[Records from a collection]
****
//! Frame-loop ownership and the wheel debounce timer.
//!
//! The host owns the real frame pacing (a tokio interval in this app); these
//! types only decide *whether* a selector wants frames and how much time has
//! passed between them.  Both take timestamps as arguments and never read a
//! clock themselves.

/// Identifies one run of a [`FrameLoop`].  Bumped on every `start`, so a
/// caller holding an old id can tell that its loop was replaced.
#[derive(Debug, Clone, Copy, PartialEq, Eq, PartialOrd, Ord, Hash)]
pub struct LoopId(u64);

#[derive(Debug, Clone, Copy, PartialEq)]
enum LoopState {
    Stopped,
    Running {
        id: LoopId,
        /// `None` until the first tick of this run.
        last_tick_ms: Option<f64>,
    },
}

/// At most one repaint loop per selector.
///
/// `start` always replaces whatever was running; there is no way to hold
/// two runs at once.
#[derive(Debug, Clone)]
pub struct FrameLoop {
    state: LoopState,
    generation: u64,
}

impl Default for FrameLoop {
    fn default() -> Self {
        Self::new()
    }
}

impl FrameLoop {
    pub fn new() -> Self {
        Self {
            state: LoopState::Stopped,
            generation: 0,
        }
    }

    /// Start a fresh run, cancelling any previous one.
    pub fn start(&mut self) -> LoopId {
        if let LoopState::Running { id, .. } = self.state {
            tracing::trace!(replaced = id.0, "frame loop restart");
        }
        self.generation = self.generation.wrapping_add(1);
        let id = LoopId(self.generation);
        self.state = LoopState::Running {
            id,
            last_tick_ms: None,
        };
        id
    }

    /// Keep the current run if there is one, otherwise start a new one.
    /// Unlike [`start`](Self::start) this preserves the tick baseline, so
    /// rapid re-triggers don't zero out the elapsed time of every frame.
    pub fn resume(&mut self) -> LoopId {
        match self.state {
            LoopState::Running { id, .. } => id,
            LoopState::Stopped => self.start(),
        }
    }

    /// Stop the current run.  Safe to call when already stopped.
    pub fn stop(&mut self) {
        if let LoopState::Running { id, .. } = self.state {
            tracing::trace!(id = id.0, "frame loop stop");
        }
        self.state = LoopState::Stopped;
    }

    pub fn is_running(&self) -> bool {
        matches!(self.state, LoopState::Running { .. })
    }

    /// Id of the current run, if any.
    pub fn current(&self) -> Option<LoopId> {
        match self.state {
            LoopState::Running { id, .. } => Some(id),
            LoopState::Stopped => None,
        }
    }

    /// Record a frame at `now_ms` and return the elapsed time since the
    /// previous one.  The first frame of a run reports zero.  A clock that
    /// steps backwards also reports zero.  Returns `None` when stopped.
    pub fn tick(&mut self, now_ms: f64) -> Option<f64> {
        let LoopState::Running { id, last_tick_ms } = self.state else {
            return None;
        };
        if !now_ms.is_finite() {
            return Some(0.0);
        }
        let dt = match last_tick_ms {
            Some(last) => (now_ms - last).max(0.0),
            None => 0.0,
        };
        self.state = LoopState::Running {
            id,
            last_tick_ms: Some(now_ms),
        };
        Some(dt)
    }
}

/// Single-shot deadline that re-arms on every new impulse.
#[derive(Debug, Clone, Copy, Default, PartialEq)]
pub struct QuietTimer {
    deadline_ms: Option<f64>,
}

impl QuietTimer {
    /// (Re)arm to fire `window_ms` after `now_ms`.
    pub fn arm(&mut self, now_ms: f64, window_ms: f64) {
        self.deadline_ms = Some(now_ms + window_ms);
    }

    pub fn cancel(&mut self) {
        self.deadline_ms = None;
    }

    pub fn is_armed(&self) -> bool {
        self.deadline_ms.is_some()
    }

    pub fn deadline(&self) -> Option<f64> {
        self.deadline_ms
    }

    /// Consume the deadline if it has passed.  Fires at most once per arm.
    pub fn take_if_due(&mut self, now_ms: f64) -> bool {
        match self.deadline_ms {
            Some(deadline) if now_ms >= deadline => {
                self.deadline_ms = None;
                true
            }
            _ => false,
        }
    }
}

#[cfg(test)]
mod tests {
    use super::*;

    #[test]
    fn first_tick_is_zero() {
        let mut frames = FrameLoop::new();
        frames.start();
        assert_eq!(frames.tick(5000.0), Some(0.0));
        assert_eq!(frames.tick(5016.0), Some(16.0));
        assert_eq!(frames.tick(5040.0), Some(24.0));
    }

    #[test]
    fn stopped_loop_does_not_tick() {
        let mut frames = FrameLoop::new();
        assert_eq!(frames.tick(10.0), None);
        frames.start();
        frames.stop();
        frames.stop();
        assert!(!frames.is_running());
        assert_eq!(frames.tick(20.0), None);
    }

    #[test]
    fn restart_replaces_previous_run() {
        let mut frames = FrameLoop::new();
        let first = frames.start();
        frames.tick(100.0);
        let second = frames.start();
        assert_ne!(first, second);
        assert_eq!(frames.current(), Some(second));
        // Restart resets the baseline, so no jump from the old run's timestamps.
        assert_eq!(frames.tick(900.0), Some(0.0));
    }

    #[test]
    fn resume_keeps_the_running_baseline() {
        let mut frames = FrameLoop::new();
        let id = frames.resume();
        frames.tick(100.0);
        assert_eq!(frames.resume(), id);
        assert_eq!(frames.tick(116.0), Some(16.0));
    }

    #[test]
    fn backwards_clock_reports_zero() {
        let mut frames = FrameLoop::new();
        frames.start();
        frames.tick(100.0);
        assert_eq!(frames.tick(90.0), Some(0.0));
        assert_eq!(frames.tick(f64::NAN), Some(0.0));
    }

    #[test]
    fn quiet_timer_rearms_and_fires_once() {
        let mut timer = QuietTimer::default();
        timer.arm(0.0, 80.0);
        assert!(!timer.take_if_due(50.0));
        timer.arm(50.0, 80.0);
        assert!(!timer.take_if_due(100.0));
        assert!(timer.take_if_due(130.0));
        assert!(!timer.take_if_due(200.0));
        assert!(!timer.is_armed());
    }

    #[test]
    fn cancelled_timer_never_fires() {
        let mut timer = QuietTimer::default();
        timer.arm(0.0, 80.0);
        timer.cancel();
        assert!(!timer.take_if_due(1_000.0));
        assert_eq!(timer.deadline(), None);
    }
}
****
Each of the lines above must appear again, unchanged.

//! Frame-loop ownership and the wheel debounce timer.
//!
//! The host owns the real frame pacing (a tokio interval in this app); these
//! types only decide *whether* a selector wants frames and how much time has
//! passed between them.  Both take timestamps as arguments and never read a
//! clock themselves.

/// Identifies one run of a [`FrameLoop`].  Bumped on every `start`, so a
/// caller holding an old id can tell that its loop was replaced.
#[derive(Debug, Clone, Copy, PartialEq, Eq, PartialOrd, Ord, Hash)]
pub struct LoopId(u64);

#[derive(Debug, Clone, Copy, PartialEq)]
enum LoopState {
    Stopped,
    Running {
        id: LoopId,
        /// `None` until the first tick of this run.
        last_tick_ms: Option<f64>,
    },
}

/// At most one repaint loop per selector.
///
/// `start` always replaces whatever was running; there is no way to hold
/// two runs at once.
#[derive(Debug, Clone)]
pub struct FrameLoop {
    state: LoopState,
    generation: u64,
}

impl Default for FrameLoop {
    fn default() -> Self {
        Self::new()
    }
}

impl FrameLoop {
    pub fn new() -> Self {
        Self {
            state: LoopState::Stopped,
            generation: 0,
        }
    }

    /// Start a fresh run, cancelling any previous one.
    pub fn start(&mut self) -> LoopId {
        if let LoopState::Running { id, .. } = self.state {
            tracing::trace!(replaced = id.0, "frame loop restart");
        }
        self.generation = self.generation.wrapping_add(1);
        let id = LoopId(self.generation);
        self.state = LoopState::Running {
            id,
            last_tick_ms: None,
        };
        id
    }

    /// Keep the current run if there is one, otherwise start a new one.
    /// Unlike [`start`](Self::start) this preserves the tick baseline, so
    /// rapid re-triggers don't zero out the elapsed time of every frame.
    pub fn resume(&mut self) -> LoopId {
        match self.state {
            LoopState::Running { id, .. } => id,
            LoopState::Stopped => self.start(),
        }
    }

    /// Stop the current run.  Safe to call when already stopped.
    pub fn stop(&mut self) {
        if let LoopState::Running { id, .. } = self.state {
            tracing::trace!(id = id.0, "frame loop stop");
        }
        self.state = LoopState::Stopped;
    }

    pub fn is_running(&self) -> bool {
        matches!(self.state, LoopState::Running { .. })
    }

    /// Id of the current run, if any.
    pub fn current(&self) -> Option<LoopId> {
        match self.state {
            LoopState::Running { id, .. } => Some(id),
            LoopState::Stopped => None,
        }
    }

    /// Record a frame at `now_ms` and return the elapsed time since the
    /// previous one.  The first frame of a run reports zero.  A clock that
    /// steps backwards also reports zero.  Returns `None` when stopped.
    pub fn tick(&mut self, now_ms: f64) -> Option<f64> {
        let LoopState::Running { id, last_tick_ms } = self.state else {
            return None;
        };
        if !now_ms.is_finite() {
            return Some(0.0);
        }
        let dt = match last_tick_ms {
            Some(last) => (now_ms - last).max(0.0),
            None => 0.0,
        };
        self.state = LoopState::Running {
            id,
            last_tick_ms: Some(now_ms),
        };
        Some(dt)
    }
}

/// Single-shot deadline that re-arms on every new impulse.
#[derive(Debug, Clone, Copy, Default, PartialEq)]
pub struct QuietTimer {
    deadline_ms: Option<f64>,
}

impl QuietTimer {
    /// (Re)arm to fire `window_ms` after `now_ms`.
    pub fn arm(&mut self, now_ms: f64, window_ms: f64) {
        self.deadline_ms = Some(now_ms + window_ms);
    }

    pub fn cancel(&mut self) {
        self.deadline_ms = None;
    }

    pub fn is_armed(&self) -> bool {
        self.deadline_ms.is_some()
    }

    pub fn deadline(&self) -> Option<f64> {
        self.deadline_ms
    }

    /// Consume the deadline if it has passed.  Fires at most once per arm.
    pub fn take_if_due(&mut self, now_ms: f64) -> bool {
        match self.deadline_ms {
            Some(deadline) if now_ms >= deadline => {
                self.deadline_ms = None;
                true
            }
            _ => false,
        }
    }
}

#[cfg(test)]
mod tests {
    use super::*;

    #[test]
    fn first_tick_is_zero() {
        let mut frames = FrameLoop::new();
        frames.start();
        assert_eq!(frames.tick(5000.0), Some(0.0));
        assert_eq!(frames.tick(5016.0), Some(16.0));
        assert_eq!(frames.tick(5040.0), Some(24.0));
    }

    #[test]
    fn stopped_loop_does_not_tick() {
        let mut frames = FrameLoop::new();
        assert_eq!(frames.tick(10.0), None);
        frames.start();
        frames.stop();
        frames.stop();
        assert!(!frames.is_running());
        assert_eq!(frames.tick(20.0), None);
    }

    #[test]
    fn restart_replaces_previous_run() {
        let mut frames = FrameLoop::new();
        let first = frames.start();
        frames.tick(100.0);
        let second = frames.start();
        assert_ne!(first, second);
        assert_eq!(frames.current(), Some(second));
        // Restart resets the baseline, so no jump from the old run's timestamps.
        assert_eq!(frames.tick(900.0), Some(0.0));
    }

    #[test]
    fn resume_keeps_the_running_baseline() {
        let mut frames = FrameLoop::new();
        let id = frames.resume();
        frames.tick(100.0);
        assert_eq!(frames.resume(), id);
        assert_eq!(frames.tick(116.0), Some(16.0));
    }

    #[test]
    fn backwards_clock_reports_zero() {
        let mut frames = FrameLoop::new();
        frames.start();
        frames.tick(100.0);
        assert_eq!(frames.tick(90.0), Some(0.0));
        assert_eq!(frames.tick(f64::NAN), Some(0.0));
    }

    #[test]
    fn quiet_timer_rearms_and_fires_once() {
        let mut timer = QuietTimer::default();
        timer.arm(0.0, 80.0);
        assert!(!timer.take_if_due(50.0));
        timer.arm(50.0, 80.0);
        assert!(!timer.take_if_due(100.0));
        assert!(timer.take_if_due(130.0));
        assert!(!timer.take_if_due(200.0));
        assert!(!timer.is_armed());
    }

    #[test]
    fn cancelled_timer_never_fires() {
        let mut timer = QuietTimer::default();
        timer.arm(0.0, 80.0);
        timer.cancel();
        assert!(!timer.take_if_due(1_000.0));
        assert_eq!(timer.deadline(), None);
    }
}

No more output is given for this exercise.